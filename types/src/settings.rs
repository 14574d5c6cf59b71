//! Resolved lint settings shared across crates.
//!
//! `LintSettings` is the fully-merged, validated view. The layered overrides
//! (config file, host settings) live in `tsqlls-config`, which resolves them
//! into this type at the boundary.

use std::time::Duration;

use serde::Deserialize;

/// Lint when a document is saved.
pub const DEFAULT_RUN_ON_SAVE: bool = true;
/// Lint while typing (debounced).
pub const DEFAULT_RUN_ON_TYPE: bool = false;
/// Quiet period after the last edit before a run starts.
pub const DEFAULT_DEBOUNCE_MS: u64 = 500;
/// Upper bound on a single run.
pub const DEFAULT_TIMEOUT_MS: u64 = 10_000;

#[derive(Debug, Clone, PartialEq, Eq, thiserror::Error)]
pub enum SettingsError {
    #[error("timeoutMs must be greater than zero")]
    ZeroTimeout,
    #[error("path must not be empty")]
    EmptyPath,
    #[error("configPath must not be empty")]
    EmptyConfigPath,
}

#[derive(Deserialize)]
#[serde(rename_all = "camelCase")]
struct RawLintSettings {
    #[serde(default = "default_run_on_save")]
    run_on_save: bool,
    #[serde(default)]
    run_on_type: bool,
    #[serde(default = "default_debounce_ms")]
    debounce_ms: u64,
    #[serde(default = "default_timeout_ms")]
    timeout_ms: u64,
    #[serde(default)]
    path: Option<String>,
    #[serde(default)]
    config_path: Option<String>,
}

const fn default_run_on_save() -> bool {
    DEFAULT_RUN_ON_SAVE
}

const fn default_debounce_ms() -> u64 {
    DEFAULT_DEBOUNCE_MS
}

const fn default_timeout_ms() -> u64 {
    DEFAULT_TIMEOUT_MS
}

/// Validated lint settings.
///
/// Invariant: `timeout_ms > 0`, and `path`/`config_path` are either absent or
/// non-blank (enforced in [`LintSettings::builder`] and via `#[serde(try_from)]`).
#[derive(Debug, Clone, PartialEq, Eq, Deserialize)]
#[serde(try_from = "RawLintSettings")]
pub struct LintSettings {
    run_on_save: bool,
    run_on_type: bool,
    debounce_ms: u64,
    timeout_ms: u64,
    path: Option<String>,
    config_path: Option<String>,
}

impl TryFrom<RawLintSettings> for LintSettings {
    type Error = SettingsError;

    fn try_from(raw: RawLintSettings) -> Result<Self, Self::Error> {
        LintSettings::builder()
            .run_on_save(raw.run_on_save)
            .run_on_type(raw.run_on_type)
            .debounce_ms(raw.debounce_ms)
            .timeout_ms(raw.timeout_ms)
            .path(raw.path)
            .config_path(raw.config_path)
            .build()
    }
}

impl Default for LintSettings {
    fn default() -> Self {
        Self {
            run_on_save: DEFAULT_RUN_ON_SAVE,
            run_on_type: DEFAULT_RUN_ON_TYPE,
            debounce_ms: DEFAULT_DEBOUNCE_MS,
            timeout_ms: DEFAULT_TIMEOUT_MS,
            path: None,
            config_path: None,
        }
    }
}

impl LintSettings {
    /// Start from the defaults and override field by field.
    #[must_use]
    pub fn builder() -> LintSettingsBuilder {
        LintSettingsBuilder {
            settings: Self::default(),
        }
    }

    /// Continue overriding from an already-validated value.
    #[must_use]
    pub fn to_builder(&self) -> LintSettingsBuilder {
        LintSettingsBuilder {
            settings: self.clone(),
        }
    }

    #[must_use]
    pub fn run_on_save(&self) -> bool {
        self.run_on_save
    }

    #[must_use]
    pub fn run_on_type(&self) -> bool {
        self.run_on_type
    }

    #[must_use]
    pub fn debounce(&self) -> Duration {
        Duration::from_millis(self.debounce_ms)
    }

    #[must_use]
    pub fn timeout(&self) -> Duration {
        Duration::from_millis(self.timeout_ms)
    }

    /// Explicit tsqllint executable, if configured.
    #[must_use]
    pub fn path(&self) -> Option<&str> {
        self.path.as_deref()
    }

    /// tsqllint config file passed with `-c`, if configured.
    #[must_use]
    pub fn config_path(&self) -> Option<&str> {
        self.config_path.as_deref()
    }
}

/// Field-by-field override of [`LintSettings`]; validation happens in `build`.
#[derive(Debug, Clone)]
pub struct LintSettingsBuilder {
    settings: LintSettings,
}

impl LintSettingsBuilder {
    pub fn run_on_save(mut self, value: bool) -> Self {
        self.settings.run_on_save = value;
        self
    }

    pub fn run_on_type(mut self, value: bool) -> Self {
        self.settings.run_on_type = value;
        self
    }

    pub fn debounce_ms(mut self, value: u64) -> Self {
        self.settings.debounce_ms = value;
        self
    }

    pub fn timeout_ms(mut self, value: u64) -> Self {
        self.settings.timeout_ms = value;
        self
    }

    pub fn path(mut self, value: Option<String>) -> Self {
        self.settings.path = value;
        self
    }

    pub fn config_path(mut self, value: Option<String>) -> Self {
        self.settings.config_path = value;
        self
    }

    pub fn build(self) -> Result<LintSettings, SettingsError> {
        let settings = self.settings;
        if settings.timeout_ms == 0 {
            return Err(SettingsError::ZeroTimeout);
        }
        if settings.path.as_deref().is_some_and(|p| p.trim().is_empty()) {
            return Err(SettingsError::EmptyPath);
        }
        if settings
            .config_path
            .as_deref()
            .is_some_and(|p| p.trim().is_empty())
        {
            return Err(SettingsError::EmptyConfigPath);
        }
        Ok(settings)
    }
}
########
Quote the records from their first line to the line with "either absent or", inclusive, without adding or dropping anything.

filename types/src/settings.rs
repository 14574d5c6cf59b71
//! Resolved lint settings shared across crates.
//!
//! `LintSettings` is the fully-merged, validated view. The layered overrides
//! (config file, host settings) live in `tsqlls-config`, which resolves them
//! into this type at the boundary.

use std::time::Duration;

use serde::Deserialize;

/// Lint when a document is saved.
pub const DEFAULT_RUN_ON_SAVE: bool = true;
/// Lint while typing (debounced).
pub const DEFAULT_RUN_ON_TYPE: bool = false;
/// Quiet period after the last edit before a run starts.
pub const DEFAULT_DEBOUNCE_MS: u64 = 500;
/// Upper bound on a single run.
pub const DEFAULT_TIMEOUT_MS: u64 = 10_000;

#[derive(Debug, Clone, PartialEq, Eq, thiserror::Error)]
pub enum SettingsError {
    #[error("timeoutMs must be greater than zero")]
    ZeroTimeout,
    #[error("path must not be empty")]
    EmptyPath,
    #[error("configPath must not be empty")]
    EmptyConfigPath,
}

#[derive(Deserialize)]
#[serde(rename_all = "camelCase")]
struct RawLintSettings {
    #[serde(default = "default_run_on_save")]
    run_on_save: bool,
    #[serde(default)]
    run_on_type: bool,
    #[serde(default = "default_debounce_ms")]
    debounce_ms: u64,
    #[serde(default = "default_timeout_ms")]
    timeout_ms: u64,
    #[serde(default)]
    path: Option<String>,
    #[serde(default)]
    config_path: Option<String>,
}

const fn default_run_on_save() -> bool {
    DEFAULT_RUN_ON_SAVE
}

const fn default_debounce_ms() -> u64 {
    DEFAULT_DEBOUNCE_MS
}

const fn default_timeout_ms() -> u64 {
    DEFAULT_TIMEOUT_MS
}

/// Validated lint settings.
///
/// Invariant: `timeout_ms > 0`, and `path`/`config_path` are either absent or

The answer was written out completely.